When a new GPU architecture appears on the market, it typically does a few things: First, it will bring a new level of performance. Secondly, it will do it at a better power envelope and finally, it will do so at a much better price/performance ratio.
The amplitude of this effect will vary from generation to generation, but it’s fair to say that the NVIDIA Pascal GPU architecture does this exceptionally well, and effectively creates a “discontinuity,” a term that is much-loved at NVIDIA.
Raw speed and horsepower is typically a good place to start to judge how good a new graphics processor is. These chips are the only kind of processor whose performance still grow at an incredible speed.
According to numbers released by NVIDIA, the GeForce GTX 1080 can outperform its GTX 980 predecessor by a factor of 1.6X to 1.8X in recent games. But it’s in VR that performance gets the biggest boost, with close to a 2.5X advantage.
A single GeForce GTX 1080 is faster than two GTX 980 cards linked via SLI, and it even manages to out-perform the current NVIDIA Titan X, a $1000+ graphics card reserved for a small elite. Watch Doom running at blazing speeds with the GTX 1080:
Performance per Watt
Relative to its power consumption, the performance is also impressive. The Pascal architecture is much more efficient for every Watt of power it uses. You may remember that the Maxwell architecture of the GeForce 9xx Series was already a good step up in compute density and power efficiency, but NVIDIA has managed to increase this by another 2X-3X, which is extremely impressive.
In fact, the GeForce GTX 1080 is so efficient that it requires a single power connector and will draw at most 180W of power.
Because of this efficiency, the GTX 1080 operating frequency can be pushed even further without overheating. The default 1733MHz frequency was pushed to 2114MHz during the NVIDIA launch event, and it was done using the out of the box air-cooled heatsink (at a 67C temperature). Previously, such speeds could only be obtained using complex liquid-gas apparatuses that would not be useful to most people.
Edgy semiconductor tech
GPU Architecture aside, the performance of the GeForce GTX 1080 also has roots in the new semiconductor technology it is built upon. The most obvious one is the switch to a newer 16nm FinFET (nanometer) chip design process, which increases the compute density and the power efficiency.
This new GPU features 2560 NVIDIA compute cores (at 1607Mhz) versus 2048 for the GTX 980 (at 1126Mhz). With each core being more efficient, the specs suggest a total 9 TeraFLOPS of computing power for the GTX 1080, versus 5 TFLOPS for the GTX 980.

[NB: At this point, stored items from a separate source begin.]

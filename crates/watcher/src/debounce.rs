//! Per-path debouncing
//!
//! A save produces a burst of events (temp write, rename, backup rotation).
//! Each path fires once, after its events have been quiet for `delay`.

use std::collections::HashMap;
use std::hash::Hash;
use std::path::PathBuf;
use std::time::{Duration, Instant};

#[derive(Debug)]
pub struct Debouncer<K = PathBuf> {
    delay: Duration,
    /// Key -> deadline
    pending: HashMap<K, Instant>,
}

impl<K: Eq + Hash + Clone> Debouncer<K> {
    pub fn new(delay: Duration) -> Self {
        Self {
            delay,
            pending: HashMap::new(),
        }
    }

    /// Note an event; pushes the key's deadline out to `now + delay`
    pub fn record(&mut self, key: K, now: Instant) {
        self.pending.insert(key, now + self.delay);
    }

    /// Remove and return every key whose quiet period has elapsed
    pub fn drain_ready(&mut self, now: Instant) -> Vec<K> {
        let ready: Vec<K> = self
            .pending
            .iter()
            .filter(|(_, deadline)| **deadline <= now)
            .map(|(key, _)| key.clone())
            .collect();
        for key in &ready {
            self.pending.remove(key);
        }
        ready
    }

    /// Earliest pending deadline
    pub fn next_deadline(&self) -> Option<Instant> {
        self.pending.values().min().copied()
    }

    pub fn is_empty(&self) -> bool {
        self.pending.is_empty()
    }
}
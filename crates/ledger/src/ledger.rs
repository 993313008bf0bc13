//! Bounded upload history

use crate::LedgerEntry;
use qs_core::Fingerprint;
use std::collections::VecDeque;

/// Successful uploads, oldest first, at most `retention` of them
///
/// Only appends and FIFO eviction modify it. The newest entry is the
/// baseline for duplicate detection.
#[derive(Debug, Clone)]
pub struct Ledger {
    entries: VecDeque<LedgerEntry>,
    retention: usize,
}

impl Ledger {
    /// Empty ledger; a retention of zero is treated as one
    pub fn new(retention: usize) -> Self {
        let retention = retention.max(1);
        Self {
            entries: VecDeque::with_capacity(retention.min(1024)),
            retention,
        }
    }

    /// True iff `fingerprint` equals the newest entry's
    pub fn is_duplicate(&self, fingerprint: &Fingerprint) -> bool {
        self.entries
            .back()
            .map_or(false, |last| last.fingerprint == *fingerprint)
    }

    /// Append, evicting the oldest entries beyond retention
    pub fn append(&mut self, entry: LedgerEntry) {
        self.entries.push_back(entry);
        while self.entries.len() > self.retention {
            self.entries.pop_front();
        }
    }

    pub fn last(&self) -> Option<&LedgerEntry> {
        self.entries.back()
    }

    pub fn entries(&self) -> impl DoubleEndedIterator<Item = &LedgerEntry> + ExactSizeIterator {
        self.entries.iter()
    }

    pub fn len(&self) -> usize {
        self.entries.len()
    }

    pub fn is_empty(&self) -> bool {
        self.entries.is_empty()
    }

    pub fn retention(&self) -> usize {
        self.retention
    }
}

Previously, NVIDIA was using a 28nm semiconductor process. Also, the 16nm FinFET brings tremendous benefits in terms of power-efficiency and leakage control.
The GDDR5X graphics memory is another critical performance factor. It can move data at a speed of 10Gbps with a maximum of 8GB of memory available to the GPU. The GTX 980’s memory would max out at 7Gbps.
Critics may point out that memory such as HBM can go even faster, but they are however limited to 4GB at the moment, so it’s a matter of tradeoffs.
Backed by hardware support, the new 1000-Series GeForce cards also have a few (mostly) software tricks up their sleeves.
NVIDIA has announced Ansel, a very cool virtual camera that can be triggered inside a 3D app. When it happens, the app is frozen, and the user can move the camera around, and capture ultra-high resolution shots in 2D, 360-degrees, or VR to share later. I’ve talked about Ansel during the launch event.
The Simultaneous Multi-Display technology lets NVIDIA project a 3D scene properly on up to 16 different viewports/monitors. This is great for multi-display gaming since the projected image will not exhibit perspective distortions, making the immersion that much better.
For VR applications, it’s possible to use those multiple projections to match the physical curvature of VR headset lenses. Simultaneous Multi-Display is a geometric performance optimizer which lets the 3D engine project the scene 16 times without doing all the geometric transformations again. We’ve described Simultaneous Multi-Display in more details previously.
Pricing: so much bang for the buck
With a price of $600 for the GeForce GTX 1080, NVIDIA remains in the usual high-end range for consumer cards. However, with performance exceeding that of a Titan X, it is an extraordinary achievement and an equally extraordinary value to the end-user.
Even better, at $380 (June 10 2016), it’s possible to get the GeForce GTX 1070 which is also faster than a Titan X. Now, it is just nutty.
The NVIDIA “founders” edition cards will be a little more expensive at $700 for the 1080GTX (May 27). Those cards are designed, manufactured and sold by NVIDIA directly. They tend to look nicer than other OEMs’ cards, and the build quality is impeccable.